El regimiento Semionovski de la Guardia Imperial se unió también a los partidarios de Catalina; pero, extrañamente, el regimiento de artillería al que estaba adscrito Gregorio Orlof no se unió a los sublevados. Catalina llegó al cuartel y mandó llamar al general Villebois, que lo mandaba.
—No os he mandado llamar para escuchar vuestras razones, sino para saber qué habéis decidido hacer.
Villebois se arrodilló ante Catalina.
—Os sigo.
El Senado estaba reunido en el Palacio de Invierno, y hasta allí llegó una extraña procesión: sacerdotes revestidos fastuosamente, soldados a medio vestir, oficiales, miles de hombres y mujeres reunidos en un solo grito:
—¡Catalina! ¡Madrecita Catalina!
Y ante el Senado se leyó un manifiesto:
«Nos, por la gracia de Dios emperatriz autócrata de todas las Rusias…».
El golpe de Estado había triunfado. El canciller Voronzof, hermano de la amante del zar, se presentó ante Catalina con un mensaje de Pedro, pero terminó su alocución diciendo:
—Como no me es posible servir a Vuestra Majestad como militar que soy, os ruego que me hagáis arrestar y custodiar por vuestros hombres más seguros, pues no quiero hacer ni decir nada contra mi zarina.
¡Sutil estratagema! Si ganaba Catalina no tendría nada que temer; si, por el contrario, al final la suerte se decantaba hacia Pedro, Voronzof podría aducir que la zarina le había hecho prisionero.

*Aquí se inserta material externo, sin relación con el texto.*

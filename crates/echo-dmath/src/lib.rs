// SPDX-License-Identifier: Apache-2.0
// © James Ross Ω FLYING•ROBOTS <https://github.com/flyingrobots>
//! echo-dmath: bit-reproducible math for lockstep simulation.
//!
//! Two layers:
//! - [`DFloat`], a 32-bit value with the IEEE-754 binary32 layout whose
//!   arithmetic is emulated with integer operations only. Results never depend
//!   on the host FPU, its rounding mode, denormal flushing, or FMA contraction.
//! - Vectors, matrices, and quaternions built exclusively from [`DFloat`].
//!
//! Every operation is a pure function of its arguments. Nothing in this crate
//! allocates, performs I/O, or touches shared state, so any value can be used
//! from any number of threads without synchronization.
//!
//! Numeric edge cases (division by zero, out-of-range conversion, invalid
//! operations) follow binary32 conventions and produce NaN/∞ bit patterns.
//! Only programming-contract violations (component index out of range) panic;
//! the fallible accessors return [`MathError`] instead.
#![forbid(unsafe_code)]
#![deny(rust_2018_idioms, unused_must_use)]

/// Bit reinterpretation helpers and sign masks.
pub mod bits;
mod error;
/// Deterministic narrow/wide hashing.
pub mod hash;
/// Square matrices (2x2, 3x3, 4x4) and their construction algorithms.
pub mod matrix;
mod quat;
mod rotation;
/// Integer-emulated binary32 scalar.
pub mod scalar;
/// Fixed-size vector families.
pub mod vector;

pub use error::MathError;
pub use hash::DetHash;
pub use matrix::{Mat2, Mat3, Mat4};
pub use quat::Quat;
pub use rotation::RotationOrder;
pub use scalar::DFloat;
pub use vector::{BVec2, BVec3, BVec4, IVec2, IVec3, IVec4, UVec2, UVec3, UVec4, Vec2, Vec3, Vec4};
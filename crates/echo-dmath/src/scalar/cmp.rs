// SPDX-License-Identifier: Apache-2.0
// © James Ross Ω FLYING•ROBOTS <https://github.com/flyingrobots>
//! Relational operators on raw encodings.
//!
//! Ordering is decided on a signed integer key derived from the bits, so no
//! comparison ever reaches the host FPU. NaN is unordered and unequal to
//! everything including itself; `+0` and `-0` compare equal.

use core::cmp::Ordering;

use super::DFloat;
use crate::bits::ABS_MASK;

impl DFloat {
    /// Monotone integer key for non-NaN values (`±0` share key 0).
    #[inline]
    const fn order_key(self) -> i32 {
        let magnitude = (self.0 & ABS_MASK) as i32;
        if self.is_sign_negative() {
            -magnitude
        } else {
            magnitude
        }
    }

    /// `self == rhs` under binary32 rules.
    #[inline]
    pub const fn eq(self, rhs: Self) -> bool {
        !self.is_nan() && !rhs.is_nan() && self.order_key() == rhs.order_key()
    }

    /// `self != rhs`; `true` whenever either side is NaN.
    #[inline]
    pub const fn ne(self, rhs: Self) -> bool {
        !self.eq(rhs)
    }

    /// `self < rhs`; `false` whenever either side is NaN.
    #[inline]
    pub const fn lt(self, rhs: Self) -> bool {
        !self.is_nan() && !rhs.is_nan() && self.order_key() < rhs.order_key()
    }

    /// `self <= rhs`; `false` whenever either side is NaN.
    #[inline]
    pub const fn le(self, rhs: Self) -> bool {
        !self.is_nan() && !rhs.is_nan() && self.order_key() <= rhs.order_key()
    }

    /// `self > rhs`; `false` whenever either side is NaN.
    #[inline]
    pub const fn gt(self, rhs: Self) -> bool {
        rhs.lt(self)
    }

    /// `self >= rhs`; `false` whenever either side is NaN.
    #[inline]
    pub const fn ge(self, rhs: Self) -> bool {
        rhs.le(self)
    }

    /// Smaller operand. A NaN operand loses to a number; equal operands
    /// (including `±0`) return `self`.
    #[inline]
    #[must_use]
    pub const fn min(self, rhs: Self) -> Self {
        if self.is_nan() || rhs.lt(self) {
            rhs
        } else {
            self
        }
    }

    /// Larger operand. A NaN operand loses to a number; equal operands
    /// (including `±0`) return `self`.
    #[inline]
    #[must_use]
    pub const fn max(self, rhs: Self) -> Self {
        if self.is_nan() || rhs.gt(self) {
            rhs
        } else {
            self
        }
    }

    /// `max(min(self, hi), lo)` ordering: `self.max(lo).min(hi)`.
    ///
    /// Does not panic when `lo > hi`; the upper bound wins.
    #[inline]
    #[must_use]
    pub const fn clamp(self, lo: Self, hi: Self) -> Self {
        self.max(lo).min(hi)
    }

    /// Total order over encodings (IEEE `totalOrder`): `-NaN < -∞ < … < -0 <
    /// +0 < … < +∞ < +NaN`. Useful for sorting with deterministic NaN
    /// placement.
    #[inline]
    pub const fn total_cmp(self, rhs: Self) -> Ordering {
        let mut a = self.0 as i32;
        let mut b = rhs.0 as i32;
        a ^= (((a >> 31) as u32) >> 1) as i32;
        b ^= (((b >> 31) as u32) >> 1) as i32;
        if a < b {
            Ordering::Less
        } else if a > b {
            Ordering::Greater
        } else {
            Ordering::Equal
        }
    }
}

impl PartialEq for DFloat {
    #[inline]
    fn eq(&self, other: &Self) -> bool {
        Self::eq(*self, *other)
    }
}

impl PartialOrd for DFloat {
    #[inline]
    fn partial_cmp(&self, other: &Self) -> Option<Ordering> {
        if self.is_nan() || other.is_nan() {
            return None;
        }
        Some(self.order_key().cmp(&other.order_key()))
    }
}

#[cfg(test)]
mod tests {
    use super::*;

    #[test]
    fn order_key_is_monotone_across_zero() {
        let seq = [
            DFloat::NEG_INFINITY,
            DFloat::MIN,
            DFloat::NEG_ONE,
            DFloat::from_bits(0x8000_0001),
            DFloat::ZERO,
            DFloat::from_bits(0x0000_0001),
            DFloat::ONE,
            DFloat::MAX,
            DFloat::INFINITY,
        ];
        for pair in seq.windows(2) {
            assert!(pair[0].order_key() < pair[1].order_key(), "{pair:?}");
        }
        assert_eq!(DFloat::NEG_ZERO.order_key(), DFloat::ZERO.order_key());
    }

    #[test]
    fn total_cmp_places_nans_at_the_ends() {
        let neg_nan = DFloat::NAN;
        let pos_nan = DFloat::from_bits(0x7FC0_0000);
        assert_eq!(neg_nan.total_cmp(DFloat::NEG_INFINITY), Ordering::Less);
        assert_eq!(pos_nan.total_cmp(DFloat::INFINITY), Ordering::Greater);
        assert_eq!(DFloat::NEG_ZERO.total_cmp(DFloat::ZERO), Ordering::Less);
    }
}
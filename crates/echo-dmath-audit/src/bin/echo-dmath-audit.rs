// SPDX-License-Identifier: Apache-2.0
// © James Ross Ω FLYING•ROBOTS <https://github.com/flyingrobots>
//! CLI entry point for the echo-dmath determinism audit.

use anyhow::Result;
use echo_dmath_audit::cli::entrypoint;
use tracing_subscriber::EnvFilter;

fn main() -> Result<()> {
    tracing_subscriber::fmt()
        .with_env_filter(EnvFilter::from_default_env().add_directive("info".parse()?))
        .init();
    entrypoint()
}
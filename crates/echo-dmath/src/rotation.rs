// SPDX-License-Identifier: Apache-2.0
// © James Ross Ω FLYING•ROBOTS <https://github.com/flyingrobots>
//! Euler-angle rotations.
//!
//! An order names the axes in the sequence they are *applied*: `XYZ` rotates
//! about X first, then Y, then Z, so the composed matrix is `Rz · Ry · Rx`.
//! Angles are always passed as `(x, y, z)` regardless of order.
//!
//! Each order has its own hand-expanded closed form; nothing here multiplies
//! three single-axis matrices at call time, which would add rounding steps.
//! The closed forms agree with the composed products within a few ulps, not
//! bit for bit.

use crate::bits::SIGN_BIT;
use crate::{DFloat, Mat3, Mat4, MathError, Quat, UVec4, Vec3, Vec4};

/// Order in which the three axis rotations are applied.
///
/// Closed: every value names one of the six Tait-Bryan sequences, so there is
/// no "unknown order" case to fall back from. Raw discriminants are checked
/// once, at the [`TryFrom<u8>`] boundary.
#[cfg_attr(feature = "serde", derive(serde::Serialize, serde::Deserialize))]
#[allow(clippy::upper_case_acronyms)]
#[derive(Debug, Copy, Clone, PartialEq, Eq, Hash, Default)]
#[repr(u8)]
pub enum RotationOrder {
    /// X, then Y, then Z (`Rz · Ry · Rx`).
    XYZ = 0,
    /// X, then Z, then Y (`Ry · Rz · Rx`).
    XZY = 1,
    /// Y, then X, then Z (`Rz · Rx · Ry`).
    YXZ = 2,
    /// Y, then Z, then X (`Rx · Rz · Ry`).
    YZX = 3,
    /// Z, then X, then Y (`Ry · Rx · Rz`); the engine's canonical order.
    #[default]
    ZXY = 4,
    /// Z, then Y, then X (`Rx · Ry · Rz`).
    ZYX = 5,
}

impl RotationOrder {
    /// Every order, in discriminant order.
    pub const ALL: [Self; 6] = [Self::XYZ, Self::XZY, Self::YXZ, Self::YZX, Self::ZXY, Self::ZYX];

    /// Raw discriminant.
    #[inline]
    pub const fn to_u8(self) -> u8 {
        self as u8
    }
}

impl TryFrom<u8> for RotationOrder {
    type Error = MathError;

    fn try_from(value: u8) -> Result<Self, Self::Error> {
        match value {
            0 => Ok(Self::XYZ),
            1 => Ok(Self::XZY),
            2 => Ok(Self::YXZ),
            3 => Ok(Self::YZX),
            4 => Ok(Self::ZXY),
            5 => Ok(Self::ZYX),
            other => Err(MathError::UnknownRotationOrder(other)),
        }
    }
}

impl From<RotationOrder> for u8 {
    #[inline]
    fn from(order: RotationOrder) -> Self {
        order.to_u8()
    }
}

/// Per-angle sines and cosines.
struct SinCos3 {
    sx: DFloat,
    cx: DFloat,
    sy: DFloat,
    cy: DFloat,
    sz: DFloat,
    cz: DFloat,
}

impl SinCos3 {
    fn new(angles: Vec3) -> Self {
        let (sx, cx) = angles.x.sin_cos();
        let (sy, cy) = angles.y.sin_cos();
        let (sz, cz) = angles.z.sin_cos();
        Self { sx, cx, sy, cy, sz, cz }
    }
}

impl Mat3 {
    /// X, then Y, then Z.
    pub fn from_euler_xyz(angles: Vec3) -> Self {
        let SinCos3 { sx, cx, sy, cy, sz, cz } = SinCos3::new(angles);
        Self::from_rows(
            Vec3::new(cy * cz, cz * sx * sy - cx * sz, cx * cz * sy + sx * sz),
            Vec3::new(cy * sz, cx * cz + sx * sy * sz, cx * sy * sz - cz * sx),
            Vec3::new(-sy, cy * sx, cx * cy),
        )
    }

    /// X, then Z, then Y.
    pub fn from_euler_xzy(angles: Vec3) -> Self {
        let SinCos3 { sx, cx, sy, cy, sz, cz } = SinCos3::new(angles);
        Self::from_rows(
            Vec3::new(cy * cz, sx * sy - cx * cy * sz, cx * sy + cy * sx * sz),
            Vec3::new(sz, cx * cz, -cz * sx),
            Vec3::new(-cz * sy, cy * sx + cx * sy * sz, cx * cy - sx * sy * sz),
        )
    }

    /// Y, then X, then Z.
    pub fn from_euler_yxz(angles: Vec3) -> Self {
        let SinCos3 { sx, cx, sy, cy, sz, cz } = SinCos3::new(angles);
        Self::from_rows(
            Vec3::new(cy * cz - sx * sy * sz, -cx * sz, cz * sy + cy * sx * sz),
            Vec3::new(cz * sx * sy + cy * sz, cx * cz, sy * sz - cy * cz * sx),
            Vec3::new(-cx * sy, sx, cx * cy),
        )
    }

    /// Y, then Z, then X.
    pub fn from_euler_yzx(angles: Vec3) -> Self {
        let SinCos3 { sx, cx, sy, cy, sz, cz } = SinCos3::new(angles);
        Self::from_rows(
            Vec3::new(cy * cz, -sz, cz * sy),
            Vec3::new(sx * sy + cx * cy * sz, cx * cz, cx * sy * sz - cy * sx),
            Vec3::new(cy * sx * sz - cx * sy, cz * sx, cx * cy + sx * sy * sz),
        )
    }

    /// Z, then X, then Y (`Ry · Rx · Rz`).
    pub fn from_euler_zxy(angles: Vec3) -> Self {
        let SinCos3 { sx, cx, sy, cy, sz, cz } = SinCos3::new(angles);
        Self::from_rows(
            Vec3::new(cy * cz + sx * sy * sz, cz * sx * sy - cy * sz, cx * sy),
            Vec3::new(cx * sz, cx * cz, -sx),
            Vec3::new(cy * sx * sz - cz * sy, sy * sz + cy * cz * sx, cx * cy),
        )
    }

    /// Z, then Y, then X.
    pub fn from_euler_zyx(angles: Vec3) -> Self {
        let SinCos3 { sx, cx, sy, cy, sz, cz } = SinCos3::new(angles);
        Self::from_rows(
            Vec3::new(cy * cz, -cy * sz, sy),
            Vec3::new(cz * sx * sy + cx * sz, cx * cz - sx * sy * sz, -cy * sx),
            Vec3::new(sx * sz - cx * cz * sy, cz * sx + cx * sy * sz, cx * cy),
        )
    }

    /// Dispatches to the closed form for `order`.
    pub fn from_euler(order: RotationOrder, angles: Vec3) -> Self {
        match order {
            RotationOrder::XYZ => Self::from_euler_xyz(angles),
            RotationOrder::XZY => Self::from_euler_xzy(angles),
            RotationOrder::YXZ => Self::from_euler_yxz(angles),
            RotationOrder::YZX => Self::from_euler_yzx(angles),
            RotationOrder::ZXY => Self::from_euler_zxy(angles),
            RotationOrder::ZYX => Self::from_euler_zyx(angles),
        }
    }

    /// [`RotationOrder::default`] (ZXY).
    pub fn from_euler_default(angles: Vec3) -> Self {
        Self::from_euler(RotationOrder::default(), angles)
    }
}

impl Mat4 {
    /// Euler rotation with no translation; see [`Mat3::from_euler`].
    pub fn from_euler(order: RotationOrder, angles: Vec3) -> Self {
        Self::from_mat3_translation(Mat3::from_euler(order, angles), Vec3::ZERO)
    }
}

// Every order expands to
//   (sx·cy·cz, sy·cx·cz, sz·cx·cy, cx·cy·cz) ± (sy·sz·cx, sx·sz·cy, sx·sy·cz, sy·sz·sx)
// on half angles; only the per-lane sign of the second term differs.
const QUAT_XYZ: UVec4 = UVec4::new(SIGN_BIT, 0, SIGN_BIT, 0);
const QUAT_XZY: UVec4 = UVec4::new(0, 0, SIGN_BIT, SIGN_BIT);
const QUAT_YXZ: UVec4 = UVec4::new(SIGN_BIT, 0, 0, SIGN_BIT);
const QUAT_YZX: UVec4 = UVec4::new(SIGN_BIT, SIGN_BIT, 0, 0);
const QUAT_ZXY: UVec4 = UVec4::new(0, SIGN_BIT, SIGN_BIT, 0);
const QUAT_ZYX: UVec4 = UVec4::new(0, SIGN_BIT, 0, SIGN_BIT);

fn euler_quat(angles: Vec3, signs: UVec4) -> Quat {
    let SinCos3 { sx, cx, sy, cy, sz, cz } = SinCos3::new(angles * DFloat::HALF);
    let lead = Vec4::new(sx, sy, sz, cx) * Vec4::new(cy, cx, cx, cy) * Vec4::new(cz, cz, cy, cz);
    let cross = Vec4::new(sy, sx, sx, sy) * Vec4::new(sz, sz, sy, sz) * Vec4::new(cx, cy, cz, sx);
    Quat::from_vec4(lead + cross.xor_sign(signs))
}

impl Quat {
    /// X, then Y, then Z.
    pub fn from_euler_xyz(angles: Vec3) -> Self {
        euler_quat(angles, QUAT_XYZ)
    }

    /// X, then Z, then Y.
    pub fn from_euler_xzy(angles: Vec3) -> Self {
        euler_quat(angles, QUAT_XZY)
    }

    /// Y, then X, then Z.
    pub fn from_euler_yxz(angles: Vec3) -> Self {
        euler_quat(angles, QUAT_YXZ)
    }

    /// Y, then Z, then X.
    pub fn from_euler_yzx(angles: Vec3) -> Self {
        euler_quat(angles, QUAT_YZX)
    }

    /// Z, then X, then Y.
    pub fn from_euler_zxy(angles: Vec3) -> Self {
        euler_quat(angles, QUAT_ZXY)
    }

    /// Z, then Y, then X.
    pub fn from_euler_zyx(angles: Vec3) -> Self {
        euler_quat(angles, QUAT_ZYX)
    }

    /// Dispatches to the closed form for `order`.
    pub fn from_euler(order: RotationOrder, angles: Vec3) -> Self {
        match order {
            RotationOrder::XYZ => Self::from_euler_xyz(angles),
            RotationOrder::XZY => Self::from_euler_xzy(angles),
            RotationOrder::YXZ => Self::from_euler_yxz(angles),
            RotationOrder::YZX => Self::from_euler_yzx(angles),
            RotationOrder::ZXY => Self::from_euler_zxy(angles),
            RotationOrder::ZYX => Self::from_euler_zyx(angles),
        }
    }

    /// [`RotationOrder::default`] (ZXY).
    pub fn from_euler_default(angles: Vec3) -> Self {
        Self::from_euler(RotationOrder::default(), angles)
    }
}
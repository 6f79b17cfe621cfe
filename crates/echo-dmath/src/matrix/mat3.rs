// SPDX-License-Identifier: Apache-2.0
// © James Ross Ω FLYING•ROBOTS <https://github.com/flyingrobots>
//! 3×3 matrices and the rotation-basis algorithms.
//!
//! The quaternion and axis-angle constructors share one shape: compute the
//! doubled (or `1 - cos`) products once, then assemble each column from a
//! permutation of those products with selected signs flipped by XOR
//! ([`Vec3::xor_sign`]). Sign flips never go through a multiply, so the two
//! paths round identically on every platform.
//!
//! The degenerate-safe constructors ([`Mat3::look_rotation_safe`],
//! [`Mat3::orthonormalize`]) fall back column by column: each output column
//! independently selects between its computed value and the matching identity
//! column, driven by a single accept flag.

use bytemuck::{Pod, Zeroable};

use super::impl_matrix_core;
use crate::bits::{NNP, NPN, NPP, PNN, PNP, PPN};
use crate::{BVec3, DFloat, Mat4, Quat, Vec3};

/// Smallest squared length accepted by [`Mat3::look_rotation_safe`] (`1e-35`).
const LOOK_MIN_LENGTH_SQ: DFloat = DFloat::from_bits(0x0554_AD2E);
/// Largest squared length accepted by [`Mat3::look_rotation_safe`] (`1e35`).
const LOOK_MAX_LENGTH_SQ: DFloat = DFloat::from_bits(0x799A_130C);
/// Shortest column accepted by [`Mat3::orthonormalize`] (`1e-30`).
const ORTHONORMAL_MIN_LENGTH: DFloat = DFloat::from_bits(0x0DA2_4260);

/// Column-major 3×3 matrix.
///
/// Rotation matrices are built from the column basis `(right, up, forward)`;
/// [`Mat3::mul_vec`] maps local coordinates into that basis.
#[cfg_attr(feature = "serde", derive(serde::Serialize, serde::Deserialize))]
#[derive(Debug, Copy, Clone, PartialEq, Pod, Zeroable)]
#[repr(C)]
pub struct Mat3 {
    /// First column.
    pub c0: Vec3,
    /// Second column.
    pub c1: Vec3,
    /// Third column.
    pub c2: Vec3,
}

impl_matrix_core!(Mat3, Vec3, 3; c0(r0): 0 => X, c1(r1): 1 => Y, c2(r2): 2 => Z);

impl Mat3 {
    /// Diagonal scale.
    pub const fn from_scale(scale: Vec3) -> Self {
        Self::from_cols(
            Vec3::new(scale.x, DFloat::ZERO, DFloat::ZERO),
            Vec3::new(DFloat::ZERO, scale.y, DFloat::ZERO),
            Vec3::new(DFloat::ZERO, DFloat::ZERO, scale.z),
        )
    }

    /// Upper-left 3×3 block.
    pub const fn from_mat4(m: &Mat4) -> Self {
        Self::from_cols(m.c0.xyz(), m.c1.xyz(), m.c2.xyz())
    }

    /// Rotation matrix of a (unit) quaternion.
    ///
    /// With `v = (x, y, z, w)` and `v2 = v + v`:
    ///
    /// ```text
    /// c0 = (y, x, w)⊕NPN · v2.y − (z, w, x)⊕PNN · v2.z + X
    /// c1 = (w, z, y)⊕NNP · v2.z − (y, x, w)⊕NPN · v2.x + Y
    /// c2 = (z, w, x)⊕PNN · v2.x − (w, z, y)⊕NNP · v2.y + Z
    /// ```
    ///
    /// where `⊕M` flips the signs selected by mask `M`. A non-unit quaternion
    /// yields a scaled, non-orthogonal matrix; nothing is normalized here.
    pub fn from_quat(q: Quat) -> Self {
        let v = q.to_vec4();
        let v2 = v + v;

        let yxw = Vec3::new(v.y, v.x, v.w).xor_sign(NPN);
        let zwx = Vec3::new(v.z, v.w, v.x).xor_sign(PNN);
        let wzy = Vec3::new(v.w, v.z, v.y).xor_sign(NNP);

        Self::from_cols(
            yxw * v2.y - zwx * v2.z + Vec3::X,
            wzy * v2.z - yxw * v2.x + Vec3::Y,
            zwx * v2.x - wzy * v2.y + Vec3::Z,
        )
    }

    /// Rotation by `angle` radians about a unit `axis` (Rodrigues).
    ///
    /// The axis is not normalized; a non-unit axis gives a non-orthogonal
    /// result.
    pub fn from_axis_angle(axis: Vec3, angle: DFloat) -> Self {
        let (s, c) = angle.sin_cos();
        let u = axis;
        let uic = u - u * c;
        let t = (u * s).extend(c);

        Self::from_cols(
            uic * u.x + Vec3::new(t.w, t.z, t.y).xor_sign(PPN),
            uic * u.y + Vec3::new(t.z, t.w, t.x).xor_sign(NPP),
            uic * u.z + Vec3::new(t.y, t.x, t.w).xor_sign(PNP),
        )
    }

    /// Rotation about +X by `angle` radians.
    pub fn from_rotation_x(angle: DFloat) -> Self {
        let (s, c) = angle.sin_cos();
        Self::from_cols(
            Vec3::X,
            Vec3::new(DFloat::ZERO, c, s),
            Vec3::new(DFloat::ZERO, -s, c),
        )
    }

    /// Rotation about +Y by `angle` radians.
    pub fn from_rotation_y(angle: DFloat) -> Self {
        let (s, c) = angle.sin_cos();
        Self::from_cols(
            Vec3::new(c, DFloat::ZERO, -s),
            Vec3::Y,
            Vec3::new(s, DFloat::ZERO, c),
        )
    }

    /// Rotation about +Z by `angle` radians.
    pub fn from_rotation_z(angle: DFloat) -> Self {
        let (s, c) = angle.sin_cos();
        Self::from_cols(
            Vec3::new(c, s, DFloat::ZERO),
            Vec3::new(-s, c, DFloat::ZERO),
            Vec3::Z,
        )
    }

    /// Basis whose third column is `forward` and whose second column lies in
    /// the plane of `forward` and `up`.
    ///
    /// Both inputs must be unit length and not parallel; otherwise the result
    /// contains NaN. See [`Mat3::look_rotation_safe`] for arbitrary input.
    pub fn look_rotation(forward: Vec3, up: Vec3) -> Self {
        let t = up.cross(forward).normalize();
        Self::from_cols(t, forward.cross(t), forward)
    }

    /// [`Mat3::look_rotation`] for arbitrary (non-unit, possibly degenerate)
    /// input.
    ///
    /// Both vectors are normalized, then the squared lengths of `forward`,
    /// `up`, and `up × forward` must all be finite and inside
    /// `(1e-35, 1e35)`. When they are not, every column is replaced by the
    /// identity column, so the result is always orthonormal and never NaN.
    pub fn look_rotation_safe(forward: Vec3, up: Vec3) -> Self {
        let forward_len_sq = forward.length_squared();
        let up_len_sq = up.length_squared();
        let forward = forward * forward_len_sq.rsqrt();
        let up = up * up_len_sq.rsqrt();

        let t = up.cross(forward);
        let t_len_sq = t.length_squared();
        let t = t * t_len_sq.rsqrt();

        let lo = forward_len_sq.min(up_len_sq).min(t_len_sq);
        let hi = forward_len_sq.max(up_len_sq).max(t_len_sq);
        let accept = lo.gt(LOOK_MIN_LENGTH_SQ)
            && hi.lt(LOOK_MAX_LENGTH_SQ)
            && forward_len_sq.is_finite()
            && up_len_sq.is_finite()
            && t_len_sq.is_finite();
        let mask = BVec3::splat(accept);

        Self::from_cols(
            Vec3::select(Vec3::X, t, mask),
            Vec3::select(Vec3::Y, forward.cross(t), mask),
            Vec3::select(Vec3::Z, forward, mask),
        )
    }

    /// Gram-Schmidt on the first two columns; the third is their cross
    /// product. The input's third column is ignored.
    ///
    /// When either intermediate length is not above `1e-30` (or is NaN), the
    /// first two columns fall back to `X`/`Y` and the result is the identity.
    #[must_use]
    pub fn orthonormalize(&self) -> Self {
        let u_len = self.c0.length();
        let u = self.c0 / u_len;
        let v = self.c1 - u * self.c1.dot(u);
        let v_len = v.length();
        let accept = u_len.gt(ORTHONORMAL_MIN_LENGTH) && v_len.gt(ORTHONORMAL_MIN_LENGTH);
        let mask = BVec3::splat(accept);

        let c0 = Vec3::select(Vec3::X, u, mask);
        let c1 = Vec3::select(Vec3::Y, v / v_len, mask);
        Self::from_cols(c0, c1, c0.cross(c1))
    }

    /// `c0 · (c1 × c2)`.
    pub fn determinant(&self) -> DFloat {
        self.c0.dot(self.c1.cross(self.c2))
    }

    /// Cofactor inverse; singular input yields NaN/∞ entries.
    #[must_use]
    pub fn inverse(&self) -> Self {
        let tmp0 = self.c1.cross(self.c2);
        let tmp1 = self.c2.cross(self.c0);
        let tmp2 = self.c0.cross(self.c1);
        let inv_det = self.c2.dot(tmp2).recip();
        Self::from_cols(tmp0 * inv_det, tmp1 * inv_det, tmp2 * inv_det).transpose()
    }
}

Catalina se puso al frente de las tropas vistiendo ropas de hombre pertenecientes al príncipe Galitzin, y montó a caballo a horcajadas. De pronto, se dio cuenta de que había olvidado el tahalí. Un joven oficial se adelantó y le ofreció el suyo. El oficial se llamaba Gregorio Potemkin y llegaría a ser el más importante de los amantes que tuvo Catalina II la Grande, emperatriz de todas las Rusias.